Les guépards sont au bord de l’extinction. Comme de nombreuses autres espèces en danger, leur survie dépend, en grande part, à la volonté des humains. C’est ce qu’a compris Laurie Marker, qui se voue corps et âme pour éviter de voir disparaître l’emblématique félin.
“Les guépards sont vulnérables et leur survie est entre nos mains, nous les humains.” En une phrase, Laurie Marker résume le sens de sa vie. Femme d’énergie et de volonté, cette Américaine se bat depuis plus de 40 ans pour protéger cet emblématique félin africain, au bord de l’extinction.
Les guépards, dont les enfants apprennent qu’ils sont les animaux les plus rapides de la planète avec une pointe de vitesse à plus de 110 km/h, étaient encore 100,000 au début du 20e siècle, répartis sur toute l’Afrique, le Moyen-Orient et jusqu’en Inde. Aujourd’hui, il en reste moins de 12,000 dans la nature, tous en Afrique, à l’exception d’une micro-population de quelques dizaines qui survit en Iran.
Sans l’action inlassable de cette femme de 62 ans aux longs cheveux d’argent, installée en Namibie depuis 1991, leur nombre aurait chuté plus vite encore. Ils sont toujours massacrés par les fermiers et décimés par les braconniers, qui volent les bébés pour les vendre comme animaux de compagnie, dans la péninsule arabique notamment.

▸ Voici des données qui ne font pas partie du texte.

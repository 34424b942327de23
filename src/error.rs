use std::ops::{Bound, RangeBounds};

use thiserror::Error;

/// Precondition violation reported by the checked (`try_*`) operations.
///
/// The unchecked operations panic with the same message.
#[derive(Debug, Error, Clone, Copy, PartialEq, Eq)]
pub enum TreapError {
    #[error("position {pos} is out of bounds for a sequence of length {len}")]
    OutOfBounds { pos: usize, len: usize },
    #[error("range {start}..{end} is invalid for a sequence of length {len}")]
    InvalidRange { start: usize, end: usize, len: usize },
}

pub type Result<T> = std::result::Result<T, TreapError>;

/// Resolves `range` against a sequence of length `len` into a half-open pair.
pub(crate) fn resolve_range<R: RangeBounds<usize>>(range: R, len: usize) -> Result<(usize, usize)> {
    let start = match range.start_bound() {
        Bound::Included(&s) => s,
        Bound::Excluded(&s) => s.checked_add(1).ok_or(TreapError::InvalidRange {
            start: s,
            end: len,
            len,
        })?,
        Bound::Unbounded => 0,
    };
    let end = match range.end_bound() {
        Bound::Included(&e) => e.checked_add(1).ok_or(TreapError::InvalidRange {
            start,
            end: e,
            len,
        })?,
        Bound::Excluded(&e) => e,
        Bound::Unbounded => len,
    };
    if start > end || end > len {
        return Err(TreapError::InvalidRange { start, end, len });
    }
    Ok((start, end))
}

#[cold]
#[track_caller]
pub(crate) fn fail(err: TreapError) -> ! {
    panic!("{err}")
}

#[cfg(test)]
mod tests {
    use super::*;

    #[test]
    fn test_resolve_range_forms() {
        assert_eq!(resolve_range(.., 5), Ok((0, 5)));
        assert_eq!(resolve_range(1..3, 5), Ok((1, 3)));
        assert_eq!(resolve_range(1..=3, 5), Ok((1, 4)));
        assert_eq!(resolve_range(2.., 5), Ok((2, 5)));
        assert_eq!(resolve_range(..=4, 5), Ok((0, 5)));
        assert_eq!(resolve_range(5..5, 5), Ok((5, 5)));
    }

    #[test]
    fn test_resolve_range_rejects() {
        assert_eq!(
            resolve_range(3..2, 5),
            Err(TreapError::InvalidRange { start: 3, end: 2, len: 5 })
        );
        assert_eq!(
            resolve_range(0..6, 5),
            Err(TreapError::InvalidRange { start: 0, end: 6, len: 5 })
        );
        assert!(resolve_range(..=usize::MAX, 5).is_err());
    }

    #[test]
    fn test_error_messages() {
        let err = TreapError::OutOfBounds { pos: 7, len: 3 };
        assert_eq!(
            err.to_string(),
            "position 7 is out of bounds for a sequence of length 3"
        );
        let err = TreapError::InvalidRange { start: 4, end: 1, len: 9 };
        assert_eq!(
            err.to_string(),
            "range 4..1 is invalid for a sequence of length 9"
        );
    }
}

Née en 1954, une génération après Jane Goodall et Diane Fossey, les deux icônes mondiales de la protection de la nature africaine, Laurie Marker rencontre son premier guépard à 20 ans, lorsqu’elle est embauchée dans un parc animalier de l’Oregon, aux États-Unis. “Ils m’ont tout de suite fascinée”, se souvient-elle dans un entretien avec l’AFP. “Je voulais tout savoir sur eux. Mais plus je posais de questions, plus les gens me disaient : Eh bien, on ne sait pas grand-chose. Si vous découvrez quelque chose, dites-le nous.”